³ Department of Radiology, Kangwon National University Hospital, Chuncheon, Gangwon, Republic of Korea.
⁴ Department of Anesthesiology and Pain Medicine, Chungju Hospital, Konkuk University School of Medicine, Chungju Chungcheongbuk; Department of Emergency Medicine, School of Medicine, Kangwon National University, Chuncheon, Gangwon, Republic of Korea.
⁵ Department of Emergency Medicine, School of Medicine, Kangwon National University, Chuncheon, Gangwon, Republic of Korea.

Abstract

Transient ischemia in the whole brain leads to neuronal loss/death in vulnerable brain regions. The striatum, neocortex and hippocampus selectively loose specific neurons after transient ischemia. Just 5 minutes of transient ischemia can cause pyramidal neuronal death in the hippocampal cornu ammonis (CA) 1 field at 4 days after transient ischemia. In this study, we investigated the effects of 5-minute (mild), 15-minute (severe), and 20-minute (lethal) transient ischemia by bilateral common carotid artery occlusion (BCCAO) on behavioral change and neuronal death and gliosis (astrocytosis and microgliosis) in gerbil hippocampal subregions (CA1-3 region and dentate gyrus).
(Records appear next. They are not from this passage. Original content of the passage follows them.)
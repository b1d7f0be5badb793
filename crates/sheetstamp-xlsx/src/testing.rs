//! Fixture workbooks built in code.
//!
//! Produces small but complete XLSX packages (content types, relationships,
//! shared strings, styles and a calculation chain when formulas are present)
//! so tests do not depend on binary files checked into the repository.

use std::collections::BTreeMap;
use std::fmt::Write as _;
use std::io::{Cursor, Write};
use std::path::Path;

use crate::error::XlsxResult;
use crate::reference::CellAddress;

#[derive(Debug, Clone)]
enum FixtureValue {
    Empty,
    Shared(String),
    Inline(String),
    Number(f64),
    Boolean(bool),
    Formula { formula: String, cached: String },
}

#[derive(Debug, Clone)]
struct FixtureCell {
    value: FixtureValue,
    style: Option<u32>,
}

#[derive(Debug, Clone)]
struct FixtureSheet {
    name: String,
    cells: BTreeMap<CellAddress, FixtureCell>,
}

/// Builder for fixture workbooks
///
/// ```rust,ignore
/// use sheetstamp_xlsx::testing::WorkbookBuilder;
///
/// let bytes = WorkbookBuilder::new()
///     .sheet("Form")
///     .text("A1", "Customer")
///     .number("A2", 7.0)
///     .to_bytes()
///     .unwrap();
/// assert!(!bytes.is_empty());
/// ```
#[derive(Debug, Clone, Default)]
pub struct WorkbookBuilder {
    sheets: Vec<FixtureSheet>,
    active: usize,
}

impl WorkbookBuilder {
    pub fn new() -> Self {
        Self::default()
    }

    /// Start a new sheet; following cells go into it
    pub fn sheet(mut self, name: &str) -> Self {
        self.sheets.push(FixtureSheet {
            name: name.to_string(),
            cells: BTreeMap::new(),
        });
        self
    }

    /// Index of the sheet recorded as active in the workbook view
    pub fn active(mut self, index: usize) -> Self {
        self.active = index;
        self
    }

    /// Text stored in the shared strings table
    pub fn text(self, cell: &str, value: &str) -> Self {
        self.put(cell, FixtureValue::Shared(value.to_string()))
    }

    /// Text stored inline in the worksheet (raw, `_xHHHH_` escapes allowed)
    pub fn inline(self, cell: &str, value: &str) -> Self {
        self.put(cell, FixtureValue::Inline(value.to_string()))
    }

    pub fn number(self, cell: &str, value: f64) -> Self {
        self.put(cell, FixtureValue::Number(value))
    }

    pub fn boolean(self, cell: &str, value: bool) -> Self {
        self.put(cell, FixtureValue::Boolean(value))
    }

    /// Formula with its cached result
    pub fn formula(self, cell: &str, formula: &str, cached: &str) -> Self {
        self.put(
            cell,
            FixtureValue::Formula {
                formula: formula.to_string(),
                cached: cached.to_string(),
            },
        )
    }

    /// Apply a cell format index (0 = default, 1 = bold)
    pub fn styled(mut self, cell: &str, style: u32) -> Self {
        let address = CellAddress::parse(cell).expect("fixture cell address");
        self.current_sheet()
            .cells
            .entry(address)
            .or_insert(FixtureCell {
                value: FixtureValue::Empty,
                style: None,
            })
            .style = Some(style);
        self
    }

    fn put(mut self, cell: &str, value: FixtureValue) -> Self {
        let address = CellAddress::parse(cell).expect("fixture cell address");
        let cells = &mut self.current_sheet().cells;
        let style = cells.get(&address).and_then(|c| c.style);
        cells.insert(address, FixtureCell { value, style });
        self
    }

    fn current_sheet(&mut self) -> &mut FixtureSheet {
        if self.sheets.is_empty() {
            self.sheets.push(FixtureSheet {
                name: "Sheet1".to_string(),
                cells: BTreeMap::new(),
            });
        }
        self.sheets.last_mut().expect("at least one sheet")
    }

    /// Write the workbook to a file path
    pub fn write<P: AsRef<Path>>(&self, path: P) -> XlsxResult<()> {
        std::fs::write(path, self.to_bytes()?)?;
        Ok(())
    }

    /// Serialize the workbook
    pub fn to_bytes(&self) -> XlsxResult<Vec<u8>> {
        let mut builder = self.clone();
        if builder.sheets.is_empty() {
            builder = builder.sheet("Sheet1");
        }

        let mut shared: Vec<String> = Vec::new();
        let mut formulas: Vec<(usize, CellAddress)> = Vec::new();
        let worksheets: Vec<String> = builder
            .sheets
            .iter()
            .enumerate()
            .map(|(i, sheet)| worksheet_xml(i, sheet, &mut shared, &mut formulas))
            .collect();

        let mut parts: Vec<(String, String)> = vec![
            ("[Content_Types].xml".into(), builder.content_types(!formulas.is_empty())),
            ("_rels/.rels".into(), ROOT_RELS.into()),
            ("xl/workbook.xml".into(), builder.workbook_xml()),
            ("xl/_rels/workbook.xml.rels".into(), builder.workbook_rels(!formulas.is_empty())),
            ("xl/styles.xml".into(), STYLES.into()),
            ("xl/sharedStrings.xml".into(), shared_strings_xml(&shared)),
        ];
        for (i, xml) in worksheets.into_iter().enumerate() {
            parts.push((format!("xl/worksheets/sheet{}.xml", i + 1), xml));
        }
        if !formulas.is_empty() {
            parts.push(("xl/calcChain.xml".into(), calc_chain_xml(&formulas)));
        }

        let mut cursor = Cursor::new(Vec::new());
        let mut zip = zip::ZipWriter::new(&mut cursor);
        let options = zip::write::SimpleFileOptions::default();
        for (name, xml) in parts {
            zip.start_file(name.as_str(), options)?;
            zip.write_all(xml.as_bytes())?;
        }
        zip.finish()?;

        Ok(cursor.into_inner())
    }

    fn content_types(&self, calc_chain: bool) -> String {
        let mut xml = String::from(concat!(
            r#"<?xml version="1.0" encoding="UTF-8" standalone="yes"?>"#,
            r#"<Types xmlns="http://schemas.openxmlformats.org/package/2006/content-types">"#,
            r#"<Default Extension="rels" ContentType="application/vnd.openxmlformats-package.relationships+xml"/>"#,
            r#"<Default Extension="xml" ContentType="application/xml"/>"#,
            r#"<Override PartName="/xl/workbook.xml" ContentType="application/vnd.openxmlformats-officedocument.spreadsheetml.sheet.main+xml"/>"#,
            r#"<Override PartName="/xl/styles.xml" ContentType="application/vnd.openxmlformats-officedocument.spreadsheetml.styles+xml"/>"#,
            r#"<Override PartName="/xl/sharedStrings.xml" ContentType="application/vnd.openxmlformats-officedocument.spreadsheetml.sharedStrings+xml"/>"#,
        ));
        for i in 0..self.sheets.len() {
            let _ = write!(
                xml,
                r#"<Override PartName="/xl/worksheets/sheet{}.xml" ContentType="application/vnd.openxmlformats-officedocument.spreadsheetml.worksheet+xml"/>"#,
                i + 1
            );
        }
        if calc_chain {
            xml.push_str(r#"<Override PartName="/xl/calcChain.xml" ContentType="application/vnd.openxmlformats-officedocument.spreadsheetml.calcChain+xml"/>"#);
        }
        xml.push_str("</Types>");
        xml
    }

    fn workbook_xml(&self) -> String {
        let mut xml = String::from(concat!(
            r#"<?xml version="1.0" encoding="UTF-8" standalone="yes"?>"#,
            r#"<workbook xmlns="http://schemas.openxmlformats.org/spreadsheetml/2006/main" "#,
            r#"xmlns:r="http://schemas.openxmlformats.org/officeDocument/2006/relationships">"#,
        ));
        let _ = write!(
            xml,
            r#"<bookViews><workbookView activeTab="{}"/></bookViews><sheets>"#,
            self.active
        );
        for (i, sheet) in self.sheets.iter().enumerate() {
            let _ = write!(
                xml,
                r#"<sheet name="{}" sheetId="{}" r:id="rId{}"/>"#,
                escape_xml(&sheet.name),
                i + 1,
                i + 1
            );
        }
        xml.push_str("</sheets></workbook>");
        xml
    }

    fn workbook_rels(&self, calc_chain: bool) -> String {
        const REL: &str = "http://schemas.openxmlformats.org/officeDocument/2006/relationships";
        let mut xml = String::from(concat!(
            r#"<?xml version="1.0" encoding="UTF-8" standalone="yes"?>"#,
            r#"<Relationships xmlns="http://schemas.openxmlformats.org/package/2006/relationships">"#,
        ));
        let count = self.sheets.len();
        for i in 0..count {
            let _ = write!(
                xml,
                r#"<Relationship Id="rId{}" Type="{}/worksheet" Target="worksheets/sheet{}.xml"/>"#,
                i + 1,
                REL,
                i + 1
            );
        }
        let _ = write!(
            xml,
            r#"<Relationship Id="rId{}" Type="{}/styles" Target="styles.xml"/>"#,
            count + 1,
            REL
        );
        let _ = write!(
            xml,
            r#"<Relationship Id="rId{}" Type="{}/sharedStrings" Target="sharedStrings.xml"/>"#,
            count + 2,
            REL
        );
        if calc_chain {
            let _ = write!(
                xml,
                r#"<Relationship Id="rId{}" Type="{}/calcChain" Target="calcChain.xml"/>"#,
                count + 3,
                REL
            );
        }
        xml.push_str("</Relationships>");
        xml
    }
}

const ROOT_RELS: &str = concat!(
    r#"<?xml version="1.0" encoding="UTF-8" standalone="yes"?>"#,
    r#"<Relationships xmlns="http://schemas.openxmlformats.org/package/2006/relationships">"#,
    r#"<Relationship Id="rId1" Type="http://schemas.openxmlformats.org/officeDocument/2006/relationships/officeDocument" Target="xl/workbook.xml"/>"#,
    r#"</Relationships>"#,
);

const STYLES: &str = concat!(
    r#"<?xml version="1.0" encoding="UTF-8" standalone="yes"?>"#,
    r#"<styleSheet xmlns="http://schemas.openxmlformats.org/spreadsheetml/2006/main">"#,
    r#"<fonts count="2"><font><sz val="11"/><name val="Calibri"/></font><font><b/><sz val="11"/><name val="Calibri"/></font></fonts>"#,
    r#"<fills count="1"><fill><patternFill patternType="none"/></fill></fills>"#,
    r#"<borders count="1"><border/></borders>"#,
    r#"<cellStyleXfs count="1"><xf numFmtId="0" fontId="0" fillId="0" borderId="0"/></cellStyleXfs>"#,
    r#"<cellXfs count="2"><xf numFmtId="0" fontId="0" fillId="0" borderId="0" xfId="0"/>"#,
    r#"<xf numFmtId="0" fontId="1" fillId="0" borderId="0" xfId="0" applyFont="1"/></cellXfs>"#,
    r#"</styleSheet>"#,
);

fn worksheet_xml(
    index: usize,
    sheet: &FixtureSheet,
    shared: &mut Vec<String>,
    formulas: &mut Vec<(usize, CellAddress)>,
) -> String {
    let mut xml = String::from(concat!(
        r#"<?xml version="1.0" encoding="UTF-8" standalone="yes"?>"#,
        r#"<worksheet xmlns="http://schemas.openxmlformats.org/spreadsheetml/2006/main">"#,
        r#"<sheetData>"#,
    ));

    let mut current_row: Option<u32> = None;
    for (address, cell) in &sheet.cells {
        if current_row != Some(address.row) {
            if current_row.is_some() {
                xml.push_str("</row>");
            }
            let _ = write!(xml, r#"<row r="{}">"#, address.row + 1);
            current_row = Some(address.row);
        }

        let style = cell
            .style
            .map(|s| format!(r#" s="{}""#, s))
            .unwrap_or_default();
        let r = address.to_a1_string();

        let _ = match &cell.value {
            FixtureValue::Empty => write!(xml, r#"<c r="{}"{}/>"#, r, style),
            FixtureValue::Shared(text) => {
                let index = match shared.iter().position(|s| s == text) {
                    Some(i) => i,
                    None => {
                        shared.push(text.clone());
                        shared.len() - 1
                    }
                };
                write!(xml, r#"<c r="{}"{} t="s"><v>{}</v></c>"#, r, style, index)
            }
            FixtureValue::Inline(text) => write!(
                xml,
                r#"<c r="{}"{} t="inlineStr"><is><t>{}</t></is></c>"#,
                r,
                style,
                escape_xml(text)
            ),
            FixtureValue::Number(n) => write!(xml, r#"<c r="{}"{}><v>{}</v></c>"#, r, style, n),
            FixtureValue::Boolean(b) => write!(
                xml,
                r#"<c r="{}"{} t="b"><v>{}</v></c>"#,
                r,
                style,
                u8::from(*b)
            ),
            FixtureValue::Formula { formula, cached } => {
                formulas.push((index, *address));
                write!(
                    xml,
                    r#"<c r="{}"{}><f>{}</f><v>{}</v></c>"#,
                    r,
                    style,
                    escape_xml(formula),
                    escape_xml(cached)
                )
            }
        };
    }
    if current_row.is_some() {
        xml.push_str("</row>");
    }

    xml.push_str("</sheetData></worksheet>");
    xml
}

fn shared_strings_xml(strings: &[String]) -> String {
    let mut xml = String::from(concat!(
        r#"<?xml version="1.0" encoding="UTF-8" standalone="yes"?>"#,
        r#"<sst xmlns="http://schemas.openxmlformats.org/spreadsheetml/2006/main">"#,
    ));
    for s in strings {
        let _ = write!(xml, r#"<si><t xml:space="preserve">{}</t></si>"#, escape_xml(s));
    }
    xml.push_str("</sst>");
    xml
}

fn calc_chain_xml(formulas: &[(usize, CellAddress)]) -> String {
    let mut xml = String::from(concat!(
        r#"<?xml version="1.0" encoding="UTF-8" standalone="yes"?>"#,
        r#"<calcChain xmlns="http://schemas.openxmlformats.org/spreadsheetml/2006/main">"#,
    ));
    for (sheet, address) in formulas {
        let _ = write!(xml, r#"<c r="{}" i="{}"/>"#, address, sheet + 1);
    }
    xml.push_str("</calcChain>");
    xml
}

fn escape_xml(s: &str) -> String {
    s.replace('&', "&amp;")
        .replace('<', "&lt;")
        .replace('>', "&gt;")
        .replace('"', "&quot;")
}
//! Browser-side checks of the exported bindings
//!
//! Run with `wasm-pack test --headless --firefox wasm`.

#![cfg(target_arch = "wasm32")]

use purchase_launch_wasm::{
    check_imei, launch_draft_key, markup_for_price, price_for_markup, validate_batch,
};
use wasm_bindgen_test::*;

wasm_bindgen_test_configure!(run_in_browser);

const ROWS: &str = r#"[{
    "purchaseItemId": "7d1f2a4e-0000-4000-8000-000000000001",
    "description": "Capa MagSafe",
    "condition": "Novo",
    "batteryHealth": null,
    "warranty": "1 ano",
    "storageLocation": "Loja",
    "cost": "20",
    "markup": null,
    "salePrice": null,
    "wholesalePrice": null,
    "quantity": 5,
    "minimumStock": 2
}]"#;

#[wasm_bindgen_test]
fn imei_check() {
    assert!(check_imei("356938035643809"));
    assert!(!check_imei("35693803564380"));
}

#[wasm_bindgen_test]
fn prices_that_do_not_fit_are_not_derived() {
    assert_eq!(price_for_markup("100", "25").as_deref(), Some("125.00"));
    assert_eq!(markup_for_price("0.0000000001", "100000000000000000000"), None);
}

#[wasm_bindgen_test]
fn unpriced_batch_is_reported() {
    let out = validate_batch(ROWS).unwrap();
    assert!(out.contains("MISSING_SALE_PRICE"));
}

#[wasm_bindgen_test]
fn malformed_order_id_is_an_error() {
    assert!(launch_draft_key("not-a-uuid").is_err());
    assert!(launch_draft_key("7d1f2a4e-0000-4000-8000-000000000001").is_ok());
}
We performed spontaneous motor activity test to evaluate gerbil locomotor activity, cresyl violet staining to detect cellular distribution, neuronal nuclei immunohistochemistry to detect neuronal distribution, and Fluoro-Jade B histofluorescence to evaluate neuronal death. We also conducted immunohistochemical staining for glial fibrillary acidic protein and ionized calcium-binding adapter molecule 1 (Iba1) to evaluate astrocytosis and microgliosis, respectively. Animals subjected to 20-minute BCCAO died in at least 2 days. BCCAO for 15 minutes led to pyramidal cell death in hippocampal CA1-3 region 2 days later and granule cell death in hippocampal dentate gyrus 5 days later. Similar results were not found in animals subjected to 5-minute BCCAO. Gliosis was much more rapidly and severely progressed in animals subjected to 15-minute BCCAO than in those subjected to 5-minute BCCAO. Our results indicate that neuronal loss in the hippocampal formation following transient ischemia is significantly different according to regions and severity of transient ischemia. The experimental protocol was approved by Institutional Animal Care and Use Committee (AICUC) of Kangwon National University (approval No. KW-180124-1) on May 22, 2018.

Keywords: Mongolian gerbil; delayed neuronal death; glial activation; hippocampus; histology; ischemic duration; neural regeneration; spontaneous motor activity; transient global brain ischemia.